* _Aim of the task_
From the entries, copy every line that carries the string "directory".

Stored data:
Content starts
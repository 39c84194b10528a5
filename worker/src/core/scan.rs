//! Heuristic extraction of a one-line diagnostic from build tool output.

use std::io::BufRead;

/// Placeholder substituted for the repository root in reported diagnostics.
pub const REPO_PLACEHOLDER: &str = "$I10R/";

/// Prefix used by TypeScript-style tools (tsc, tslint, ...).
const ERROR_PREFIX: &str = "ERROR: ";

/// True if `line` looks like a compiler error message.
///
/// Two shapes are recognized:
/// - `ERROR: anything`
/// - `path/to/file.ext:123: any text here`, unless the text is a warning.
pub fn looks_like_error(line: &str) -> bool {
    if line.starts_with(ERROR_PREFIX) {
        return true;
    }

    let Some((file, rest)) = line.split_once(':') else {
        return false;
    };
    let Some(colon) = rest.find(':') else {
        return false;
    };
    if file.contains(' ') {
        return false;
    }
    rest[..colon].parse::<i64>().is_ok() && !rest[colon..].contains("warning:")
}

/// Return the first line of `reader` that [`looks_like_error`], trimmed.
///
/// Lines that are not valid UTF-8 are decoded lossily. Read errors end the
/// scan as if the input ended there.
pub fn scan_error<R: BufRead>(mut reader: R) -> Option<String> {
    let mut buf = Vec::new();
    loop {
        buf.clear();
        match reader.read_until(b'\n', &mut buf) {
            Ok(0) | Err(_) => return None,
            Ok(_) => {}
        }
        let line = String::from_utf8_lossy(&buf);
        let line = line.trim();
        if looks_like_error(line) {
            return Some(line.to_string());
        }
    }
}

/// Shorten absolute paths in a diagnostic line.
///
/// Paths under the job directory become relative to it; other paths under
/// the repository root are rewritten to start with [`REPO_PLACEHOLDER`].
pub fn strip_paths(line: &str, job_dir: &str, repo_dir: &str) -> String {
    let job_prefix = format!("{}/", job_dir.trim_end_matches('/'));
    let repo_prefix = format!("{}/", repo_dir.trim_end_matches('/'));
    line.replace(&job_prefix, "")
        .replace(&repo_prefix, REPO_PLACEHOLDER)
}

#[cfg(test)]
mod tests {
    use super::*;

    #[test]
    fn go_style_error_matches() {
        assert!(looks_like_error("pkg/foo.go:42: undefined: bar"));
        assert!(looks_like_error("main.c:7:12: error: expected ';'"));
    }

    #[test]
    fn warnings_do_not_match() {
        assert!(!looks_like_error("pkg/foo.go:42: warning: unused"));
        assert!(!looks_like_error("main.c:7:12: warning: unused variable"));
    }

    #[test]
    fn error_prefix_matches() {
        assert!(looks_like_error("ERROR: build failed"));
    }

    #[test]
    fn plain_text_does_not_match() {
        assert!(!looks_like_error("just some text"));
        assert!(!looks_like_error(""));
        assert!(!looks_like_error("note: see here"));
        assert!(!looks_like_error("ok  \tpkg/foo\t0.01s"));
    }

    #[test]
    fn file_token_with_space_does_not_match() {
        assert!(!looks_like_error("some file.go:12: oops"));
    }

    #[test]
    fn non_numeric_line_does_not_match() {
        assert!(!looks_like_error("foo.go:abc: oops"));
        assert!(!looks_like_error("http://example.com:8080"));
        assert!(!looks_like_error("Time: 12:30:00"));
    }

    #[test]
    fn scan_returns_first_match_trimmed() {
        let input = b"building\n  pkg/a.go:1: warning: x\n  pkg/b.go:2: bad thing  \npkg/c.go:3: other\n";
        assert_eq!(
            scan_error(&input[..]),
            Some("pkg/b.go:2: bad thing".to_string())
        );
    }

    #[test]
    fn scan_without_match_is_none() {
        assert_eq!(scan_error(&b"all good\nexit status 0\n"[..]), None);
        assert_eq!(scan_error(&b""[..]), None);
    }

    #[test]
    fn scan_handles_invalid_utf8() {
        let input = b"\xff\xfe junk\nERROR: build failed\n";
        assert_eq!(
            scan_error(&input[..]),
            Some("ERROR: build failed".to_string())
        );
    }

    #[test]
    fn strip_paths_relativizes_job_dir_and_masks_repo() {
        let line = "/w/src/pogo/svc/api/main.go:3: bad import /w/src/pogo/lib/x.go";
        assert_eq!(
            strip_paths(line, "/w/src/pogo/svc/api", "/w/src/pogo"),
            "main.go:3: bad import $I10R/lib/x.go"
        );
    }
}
Content ends
Content starts
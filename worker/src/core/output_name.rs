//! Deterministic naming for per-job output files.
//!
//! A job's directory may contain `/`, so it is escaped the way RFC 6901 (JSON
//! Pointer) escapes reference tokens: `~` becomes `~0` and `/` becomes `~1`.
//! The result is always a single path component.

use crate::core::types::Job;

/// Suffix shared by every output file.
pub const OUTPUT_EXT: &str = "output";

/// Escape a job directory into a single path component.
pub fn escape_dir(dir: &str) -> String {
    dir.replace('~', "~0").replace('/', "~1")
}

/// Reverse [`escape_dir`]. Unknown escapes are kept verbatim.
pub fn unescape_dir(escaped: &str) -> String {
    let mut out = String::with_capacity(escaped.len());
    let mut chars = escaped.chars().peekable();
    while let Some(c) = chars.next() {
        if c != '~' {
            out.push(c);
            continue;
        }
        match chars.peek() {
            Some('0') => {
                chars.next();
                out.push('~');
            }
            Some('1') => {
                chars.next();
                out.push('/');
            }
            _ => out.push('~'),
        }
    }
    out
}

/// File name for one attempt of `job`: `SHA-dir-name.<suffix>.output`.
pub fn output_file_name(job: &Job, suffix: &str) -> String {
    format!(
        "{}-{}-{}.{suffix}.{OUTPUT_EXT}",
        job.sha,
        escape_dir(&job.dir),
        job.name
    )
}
Content ends
Content starts
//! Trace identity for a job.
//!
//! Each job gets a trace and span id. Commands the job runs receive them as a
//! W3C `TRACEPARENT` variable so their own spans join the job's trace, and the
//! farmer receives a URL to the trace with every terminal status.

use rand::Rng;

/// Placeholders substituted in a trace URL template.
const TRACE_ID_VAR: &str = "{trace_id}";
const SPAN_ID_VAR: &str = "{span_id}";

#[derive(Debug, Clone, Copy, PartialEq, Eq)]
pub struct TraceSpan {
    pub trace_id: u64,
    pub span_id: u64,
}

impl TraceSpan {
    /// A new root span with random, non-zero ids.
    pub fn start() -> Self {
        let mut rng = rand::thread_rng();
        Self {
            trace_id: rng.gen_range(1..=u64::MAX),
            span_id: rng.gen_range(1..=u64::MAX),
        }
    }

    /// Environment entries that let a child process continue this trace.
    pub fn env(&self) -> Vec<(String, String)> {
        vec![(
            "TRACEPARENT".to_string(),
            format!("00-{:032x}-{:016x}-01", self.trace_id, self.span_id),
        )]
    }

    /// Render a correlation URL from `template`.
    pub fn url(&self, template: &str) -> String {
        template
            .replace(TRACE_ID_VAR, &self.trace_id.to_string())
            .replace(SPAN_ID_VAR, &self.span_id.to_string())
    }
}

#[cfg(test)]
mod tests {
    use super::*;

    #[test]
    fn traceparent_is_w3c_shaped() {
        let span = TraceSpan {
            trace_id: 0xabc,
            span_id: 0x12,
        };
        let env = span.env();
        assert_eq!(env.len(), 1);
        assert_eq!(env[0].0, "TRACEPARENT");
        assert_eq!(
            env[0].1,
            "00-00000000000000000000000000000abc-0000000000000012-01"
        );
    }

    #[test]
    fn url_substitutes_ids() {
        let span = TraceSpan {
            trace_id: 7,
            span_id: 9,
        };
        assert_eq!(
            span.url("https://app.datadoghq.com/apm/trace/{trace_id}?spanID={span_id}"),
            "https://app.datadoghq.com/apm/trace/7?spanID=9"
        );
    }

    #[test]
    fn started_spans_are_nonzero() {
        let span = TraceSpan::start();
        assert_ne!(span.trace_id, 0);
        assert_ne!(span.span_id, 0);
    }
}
Content ends
* _Reply_
/// Paths under the job directory become relative to it; other paths under
//! A job's directory may contain `/`, so it is escaped the way RFC 6901 (JSON
/// Escape a job directory into a single path component.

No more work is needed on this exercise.